After all, just because no new individuals are being enrolled in the plan or earning new benefit accruals doesn’t mean that the pension plan becomes less of a management challenge. "The decision to freeze or close a pension plan is a big and difficult step," says Jim Morris, senior vice president of SEI Investments in Oak, Pennsylvania. "But once it is made, a whole new set of risks come into play for the plan that must be managed."
To terminate or not to terminate
The first question that must be answered is whether to terminate the plan or let it continue until the last participant dies. If the company is concerned about the risk exposure generating by fluctuating plan asset and liability levels, simply freezing the plan will not make those issues go away.

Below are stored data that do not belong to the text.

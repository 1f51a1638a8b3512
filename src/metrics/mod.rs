//! Metrics for monitoring the cache layer.
//!
//! Counters, gauges and latency histograms are plain atomics owned by
//! [`CacheMetrics`]; [`CacheMetrics::to_prometheus`] renders them in the
//! Prometheus text exposition format.
//!
//! # Example
//!
//! ```rust
//! use ringcache::metrics::CacheMetrics;
//! use ringcache::ReadSource;
//! use std::time::Duration;
//!
//! let metrics = CacheMetrics::new();
//! metrics.record_get(ReadSource::Replica, Duration::from_micros(40));
//! metrics.record_get(ReadSource::NotFound, Duration::from_micros(90));
//!
//! let snapshot = metrics.snapshot();
//! assert_eq!(snapshot.hit_rate(), 0.5);
//! ```

mod instruments;

pub use instruments::{Counter, Gauge, Histogram, LabeledCounter, Render, CACHE_LATENCY_BUCKETS};

use crate::types::ReadSource;
use std::time::Duration;

/// Buckets for backing-store reads, in seconds.
pub const BACKING_STORE_LATENCY_BUCKETS: &[f64] =
    &[0.001, 0.005, 0.01, 0.025, 0.05, 0.1, 0.25, 0.5, 1.0, 2.5];

/// Metrics for one cache cluster.
#[derive(Debug)]
pub struct CacheMetrics {
    // Reads
    /// Total GET requests.
    pub get_total: Counter,
    /// GETs answered by a cache replica.
    pub get_hits: Counter,
    /// GETs answered by the backing store after every replica missed.
    pub get_fallbacks: Counter,
    /// GETs that found nothing anywhere.
    pub get_misses: Counter,
    pub get_latency: Histogram,

    // Writes
    pub put_total: Counter,
    /// PUTs that reached at least one replica.
    pub put_success: Counter,
    /// PUTs rejected because no live replica accepted them.
    pub put_unavailable: Counter,
    pub put_latency: Histogram,
    pub remove_total: Counter,

    /// Individual replica calls that failed during fan-out, by operation.
    pub replica_failures: LabeledCounter,

    // Backing store
    pub backing_store_reads: Counter,
    pub backing_store_timeouts: Counter,
    pub backing_store_errors: Counter,
    /// Values written back into a replica after a backing-store hit.
    pub cache_fills: Counter,
    pub backing_store_latency: Histogram,

    // Cluster
    pub active_nodes: Gauge,
    pub failed_nodes: Gauge,

    /// Errors returned to callers, by kind.
    pub errors: LabeledCounter,
}

impl CacheMetrics {
    /// Create a metrics instance with every value at zero.
    pub fn new() -> Self {
        Self {
            get_total: Counter::new("cache_get_total", "Total GET requests"),
            get_hits: Counter::new("cache_get_hits", "GETs served by a replica"),
            get_fallbacks: Counter::new(
                "cache_get_fallbacks",
                "GETs served by the backing store",
            ),
            get_misses: Counter::new("cache_get_misses", "GETs that found no value"),
            get_latency: Histogram::new(
                "cache_get_latency_seconds",
                "GET latency",
                CACHE_LATENCY_BUCKETS,
            ),

            put_total: Counter::new("cache_put_total", "Total PUT requests"),
            put_success: Counter::new("cache_put_success", "PUTs written to a replica"),
            put_unavailable: Counter::new(
                "cache_put_unavailable",
                "PUTs with no live replica",
            ),
            put_latency: Histogram::new(
                "cache_put_latency_seconds",
                "PUT latency",
                CACHE_LATENCY_BUCKETS,
            ),
            remove_total: Counter::new("cache_remove_total", "Total REMOVE requests"),

            replica_failures: LabeledCounter::new(
                "cache_replica_failures_total",
                "Failed replica calls during fan-out",
                "operation",
            ),

            backing_store_reads: Counter::new(
                "backing_store_reads_total",
                "Backing-store reads",
            ),
            backing_store_timeouts: Counter::new(
                "backing_store_timeouts_total",
                "Backing-store reads that timed out",
            ),
            backing_store_errors: Counter::new(
                "backing_store_errors_total",
                "Backing-store reads that failed",
            ),
            cache_fills: Counter::new("cache_fills_total", "Replica fills after a fallback"),
            backing_store_latency: Histogram::new(
                "backing_store_latency_seconds",
                "Backing-store read latency",
                BACKING_STORE_LATENCY_BUCKETS,
            ),

            active_nodes: Gauge::new("cluster_active_nodes", "Active member nodes"),
            failed_nodes: Gauge::new("cluster_failed_nodes", "Failed member nodes"),

            errors: LabeledCounter::new("cache_errors_total", "Errors by kind", "kind"),
        }
    }

    /// Record a completed GET.
    pub fn record_get(&self, source: ReadSource, latency: Duration) {
        self.get_total.inc();
        match source {
            ReadSource::Replica => self.get_hits.inc(),
            ReadSource::BackingStore => self.get_fallbacks.inc(),
            ReadSource::NotFound => self.get_misses.inc(),
        }
        self.get_latency.observe(latency);
    }

    /// Record a completed PUT.
    pub fn record_put(&self, success: bool, latency: Duration) {
        self.put_total.inc();
        if success {
            self.put_success.inc();
        } else {
            self.put_unavailable.inc();
        }
        self.put_latency.observe(latency);
    }

    pub fn record_remove(&self) {
        self.remove_total.inc();
    }

    /// Record a replica call that failed and was skipped.
    pub fn record_replica_failure(&self, operation: &str) {
        self.replica_failures.inc(operation);
    }

    pub fn record_error(&self, kind: &str) {
        self.errors.inc(kind);
    }

    /// Update the membership gauges.
    pub fn update_cluster_stats(&self, active: usize, failed: usize) {
        self.active_nodes.set(active as i64);
        self.failed_nodes.set(failed as i64);
    }

    /// Get a snapshot of the request counters.
    pub fn snapshot(&self) -> MetricsSnapshot {
        MetricsSnapshot {
            get_total: self.get_total.get(),
            get_hits: self.get_hits.get(),
            get_fallbacks: self.get_fallbacks.get(),
            get_misses: self.get_misses.get(),
            put_total: self.put_total.get(),
            put_success: self.put_success.get(),
            put_unavailable: self.put_unavailable.get(),
            remove_total: self.remove_total.get(),
            replica_failures: self.replica_failures.total(),
            backing_store_reads: self.backing_store_reads.get(),
            backing_store_timeouts: self.backing_store_timeouts.get(),
            cache_fills: self.cache_fills.get(),
            mean_get_latency: self.get_latency.mean(),
        }
    }

    /// Format metrics in Prometheus exposition format.
    pub fn to_prometheus(&self) -> String {
        let instruments: [&dyn Render; 20] = [
            &self.get_total,
            &self.get_hits,
            &self.get_fallbacks,
            &self.get_misses,
            &self.get_latency,
            &self.put_total,
            &self.put_success,
            &self.put_unavailable,
            &self.put_latency,
            &self.remove_total,
            &self.replica_failures,
            &self.backing_store_reads,
            &self.backing_store_timeouts,
            &self.backing_store_errors,
            &self.cache_fills,
            &self.backing_store_latency,
            &self.active_nodes,
            &self.failed_nodes,
            &self.errors,
            &ClusterSize(self),
        ];

        let mut output = String::new();
        for instrument in instruments {
            instrument.render(&mut output);
        }
        output
    }
}

impl Default for CacheMetrics {
    fn default() -> Self {
        Self::new()
    }
}

/// Derived total of active and failed members.
struct ClusterSize<'a>(&'a CacheMetrics);

impl Render for ClusterSize<'_> {
    fn render(&self, out: &mut String) {
        let total = self.0.active_nodes.get() + self.0.failed_nodes.get();
        out.push_str("# HELP cluster_nodes Member nodes, active or failed\n");
        out.push_str("# TYPE cluster_nodes gauge\n");
        out.push_str(&format!("cluster_nodes {total}\n"));
    }
}

/// A snapshot of cache metrics.
#[derive(Debug, Clone, PartialEq)]
pub struct MetricsSnapshot {
    pub get_total: u64,
    pub get_hits: u64,
    pub get_fallbacks: u64,
    pub get_misses: u64,
    pub put_total: u64,
    pub put_success: u64,
    pub put_unavailable: u64,
    pub remove_total: u64,
    pub replica_failures: u64,
    pub backing_store_reads: u64,
    pub backing_store_timeouts: u64,
    pub cache_fills: u64,
    pub mean_get_latency: Duration,
}

impl MetricsSnapshot {
    /// Fraction of GETs answered by a replica.
    pub fn hit_rate(&self) -> f64 {
        if self.get_total == 0 {
            0.0
        } else {
            self.get_hits as f64 / self.get_total as f64
        }
    }
}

"The company needs to determine whether it make sense to terminate the plan," says Cecil Hemingway, managing principal with Towers Perrin in Hartford, Connecticut. "Plan termination takes risk off the table, but it can be expensive if the plan is under-funded."
Morris estimates that one third to one half of companies with a closed or frozen pension plan will terminate the plan either immediately or at some point in the future. "There is pressure from inside and outside the company to take risk out of business or to replace financial risk with industrial risk," he says. "Those companies have a specific goal to terminate the plan."
However, the ultimate answer to the termination question depends on several factors, including the plan’s funding level, the value of tax deductions received for plan contributions, the present value of future plan costs, and the company’s willingness to continue administering the plan.
"Companies need to determine whether it make sense to continue the plan or terminate it," says John Ehrhardt, a principal and consulting actuary with Milliman Inc. in New York. "If the answer is termination, it is important to develop an exit strategy" that outlines under what conditions the company will terminate the plan and what steps the company will take to achieve those conditions.
The key for companies that opt for termination is to time the termination in order to minimize total costs.
"If a company wants to terminate a plan that is under-funded, it must write a check to cover the shortfall," Morris says.
Not surprisingly, companies may be unwilling to do that, particularly if the funding shortfall is significant. But simply getting a pension plan to the point where it has funded 100 percent of its accrued liabilities will not be enough because termination liabilities are generally higher than accrued liabilities. Moreover, in addition to paying out lump sum benefits or purchasing guaranteed annuities for beneficiaries, the company will also face many other legal, administrative, and actuarial costs for the termination. Therefore, the overall cost to terminate a plan may represent 120 percent to 125 percent or more of the plan’s accrued liabilities.
That is why many companies are looking at plan termination as a long-term goal and are developing long-term investment and funding strategies to achieve that goal, even it takes 10 or 15 years of careful management to achieve.
"An intermediate step is to develop an investment policy that focuses on what the company needs to do to get the plan into shape and make it less risky," Hemingway says.
Companies can build in trigger points for changing funding and investment strategies. As the plan asset levels increase over time, say to fund 85 percent or 90 percent of plan liabilities, the investment strategy would shift at those milestones to reduce investment risk and protect plan assets. The company can also keep an eye on external factors that can affect plan costs. For example, the company can follow the annuity market and try to time its annuity purchases at a point when the annuity market is soft to minimize those costs.
"If the plan works out, the company should not have to write check to close out plan," Hemingway says.
If the company chooses not to terminate a closed or frozen plan, it still needs to make some changes to plan management. "This process is different for a frozen or closed plan than it is for an active plan," Morris says.
For example, in an active plan, there is no concern about over-funding the plan because any excess assets can be used to fund future accruals. However, a frozen plan will have either no or fewer future accruals than an open plan.
Therefore, the company needs to carefully plan its funding strategy and continually monitor funding levels to ensure that there is no surplus. A significantly over-funded plan represents wasted money to the company. To discourage companies from terminating over-funded plans to get at the assets, federal law imposes an excise tax of up to 50 percent of excess pension assets when a company terminates a pension plan and does not set up a replacement plan and comply with certain other requirements.
Consider the future
Planning aside, a company should think carefully before it makes the decision whether to terminate a pension plan after freezing it.
"It can be shortsighted to get completely out of the defined benefit pension plan business," says Ehrhardt. "The company circumstances could change in five or 10 years and it might become advantageous for the company to unfreeze the pension plan as a tool for managing the workforce by offering subsidies for early retirement or enhanced benefits for delaying retirement."
Moreover, in those coming years, companies may find that the defined contribution plans that replaced closed or frozen define benefit plans are not providing a level of asset accumulation that will allow employees to retire.
"These companies may need to find new tools for managing employees toward retirement," says Ehrhardt.